■ **Work request**: Copy each entry below exactly as it reads.

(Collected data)
+++
use std::fmt::{Debug, Display, Formatter};
use std::time::Duration;

use crate::error::Result;
use crate::math::matrix::{PlainMatrix, Selection};

/// Mean-squared residues of a matrix. Lengths exclude any shard padding.
#[derive(Clone, Debug, PartialEq)]
pub struct ResidueStatistics {
    pub global_msr: f64,
    pub row_msr: Vec<f64>,
    pub col_msr: Vec<f64>,
}

#[derive(Clone, Debug, PartialEq)]
pub struct MeanStatistics {
    pub data_mean: f64,
    pub row_means: Vec<f64>,
    pub col_means: Vec<f64>,
}

impl ResidueStatistics {
    /// Largest absolute difference to `other` over every entry; `None` if the shapes differ.
    pub fn max_abs_diff(&self, other: &ResidueStatistics) -> Option<f64> {
        max_abs_diff(
            self.global_msr,
            &self.row_msr,
            &self.col_msr,
            other.global_msr,
            &other.row_msr,
            &other.col_msr,
        )
    }
}

impl MeanStatistics {
    pub fn max_abs_diff(&self, other: &MeanStatistics) -> Option<f64> {
        max_abs_diff(
            self.data_mean,
            &self.row_means,
            &self.col_means,
            other.data_mean,
            &other.row_means,
            &other.col_means,
        )
    }
}

fn max_abs_diff(
    a: f64,
    a_rows: &[f64],
    a_cols: &[f64],
    b: f64,
    b_rows: &[f64],
    b_cols: &[f64],
) -> Option<f64> {
    if a_rows.len() != b_rows.len() || a_cols.len() != b_cols.len() {
        return None;
    }
    let rows = a_rows.iter().zip(b_rows.iter());
    let cols = a_cols.iter().zip(b_cols.iter());
    Some(
        rows.chain(cols)
            .map(|(x, y)| (x - y).abs())
            .fold((a - b).abs(), f64::max),
    )
}

///
/// The residue oracle consumed by a biclustering search. Each round the search hands over the
/// full data matrix and its current bicluster, and gets back the statistics of the submatrix.
///
pub trait ResidueSignal {
    fn residue_statistics(
        &self,
        data: &PlainMatrix,
        selection: &Selection,
    ) -> Result<ResidueStatistics>;
}

#[derive(Debug)]
struct Stat<T> {
    name: &'static str,
    value: T,
}

/// Named measurements in the order they were recorded, e.g. per-stage durations.
#[derive(Debug)]
pub struct Stats<T> {
    stats: Vec<Stat<T>>,
}

impl<T: Copy> Stats<T> {
    pub fn new() -> Self {
        Self { stats: Vec::new() }
    }

    pub fn add(&mut self, name: &'static str, value: T) {
        self.stats.push(Stat { name, value });
    }

    pub fn as_vec(&self) -> Vec<(&'static str, T)> {
        self.stats.iter().map(|s| (s.name, s.value)).collect()
    }

    pub fn get(&self, name: &str) -> Option<T> {
        self.stats.iter().find(|s| s.name == name).map(|s| s.value)
    }

    pub fn len(&self) -> usize {
        self.stats.len()
    }

    pub fn is_empty(&self) -> bool {
        self.stats.is_empty()
    }
}

impl<T: Copy> Default for Stats<T> {
    fn default() -> Self {
        Self::new()
    }
}

impl Stats<Duration> {
    pub fn total(&self) -> Duration {
        self.stats
            .iter()
            .fold(Duration::new(0, 0), |acc, x| acc + x.value)
    }
}

impl<T: Debug> Display for Stats<T> {
    fn fmt(&self, f: &mut Formatter<'_>) -> std::fmt::Result {
        for (i, stat) in self.stats.iter().enumerate() {
            write!(f, "{}: {:?}", stat.name, stat.value)?;
            if i < self.stats.len() - 1 {
                writeln!(f)?;
            }
        }
        Ok(())
    }
}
+++
■ **Exercise response**:
use std::fmt::{Debug, Display, Formatter};
use std::time::Duration;

use crate::error::Result;
use crate::math::matrix::{PlainMatrix, Selection};

/// Mean-squared residues of a matrix. Lengths exclude any shard padding.
#[derive(Clone, Debug, PartialEq)]
pub struct ResidueStatistics {
    pub global_msr: f64,
    pub row_msr: Vec<f64>,
    pub col_msr: Vec<f64>,
}

#[derive(Clone, Debug, PartialEq)]
pub struct MeanStatistics {
    pub data_mean: f64,
    pub row_means: Vec<f64>,
    pub col_means: Vec<f64>,
}

impl ResidueStatistics {
    /// Largest absolute difference to `other` over every entry; `None` if the shapes differ.
    pub fn max_abs_diff(&self, other: &ResidueStatistics) -> Option<f64> {
        max_abs_diff(
            self.global_msr,
            &self.row_msr,
            &self.col_msr,
            other.global_msr,
            &other.row_msr,
            &other.col_msr,
        )
    }
}

impl MeanStatistics {
    pub fn max_abs_diff(&self, other: &MeanStatistics) -> Option<f64> {
        max_abs_diff(
            self.data_mean,
            &self.row_means,
            &self.col_means,
            other.data_mean,
            &other.row_means,
            &other.col_means,
        )
    }
}

fn max_abs_diff(
    a: f64,
    a_rows: &[f64],
    a_cols: &[f64],
    b: f64,
    b_rows: &[f64],
    b_cols: &[f64],
) -> Option<f64> {
    if a_rows.len() != b_rows.len() || a_cols.len() != b_cols.len() {
        return None;
    }
    let rows = a_rows.iter().zip(b_rows.iter());
    let cols = a_cols.iter().zip(b_cols.iter());
    Some(
        rows.chain(cols)
            .map(|(x, y)| (x - y).abs())
            .fold((a - b).abs(), f64::max),
    )
}

///
/// The residue oracle consumed by a biclustering search. Each round the search hands over the
/// full data matrix and its current bicluster, and gets back the statistics of the submatrix.
///
pub trait ResidueSignal {
    fn residue_statistics(
        &self,
        data: &PlainMatrix,
        selection: &Selection,
    ) -> Result<ResidueStatistics>;
}

#[derive(Debug)]
struct Stat<T> {
    name: &'static str,
    value: T,
}

/// Named measurements in the order they were recorded, e.g. per-stage durations.
#[derive(Debug)]
pub struct Stats<T> {
    stats: Vec<Stat<T>>,
}

impl<T: Copy> Stats<T> {
    pub fn new() -> Self {
        Self { stats: Vec::new() }
    }

    pub fn add(&mut self, name: &'static str, value: T) {
        self.stats.push(Stat { name, value });
    }

    pub fn as_vec(&self) -> Vec<(&'static str, T)> {
        self.stats.iter().map(|s| (s.name, s.value)).collect()
    }

    pub fn get(&self, name: &str) -> Option<T> {
        self.stats.iter().find(|s| s.name == name).map(|s| s.value)
    }

    pub fn len(&self) -> usize {
        self.stats.len()
    }

    pub fn is_empty(&self) -> bool {
        self.stats.is_empty()
    }
}

impl<T: Copy> Default for Stats<T> {
    fn default() -> Self {
        Self::new()
    }
}

impl Stats<Duration> {
    pub fn total(&self) -> Duration {
        self.stats
            .iter()
            .fold(Duration::new(0, 0), |acc, x| acc + x.value)
    }
}

impl<T: Debug> Display for Stats<T> {
    fn fmt(&self, f: &mut Formatter<'_>) -> std::fmt::Result {
        for (i, stat) in self.stats.iter().enumerate() {
            write!(f, "{}: {:?}", stat.name, stat.value)?;
            if i < self.stats.len() - 1 {
                writeln!(f)?;
            }
        }
        Ok(())
    }
}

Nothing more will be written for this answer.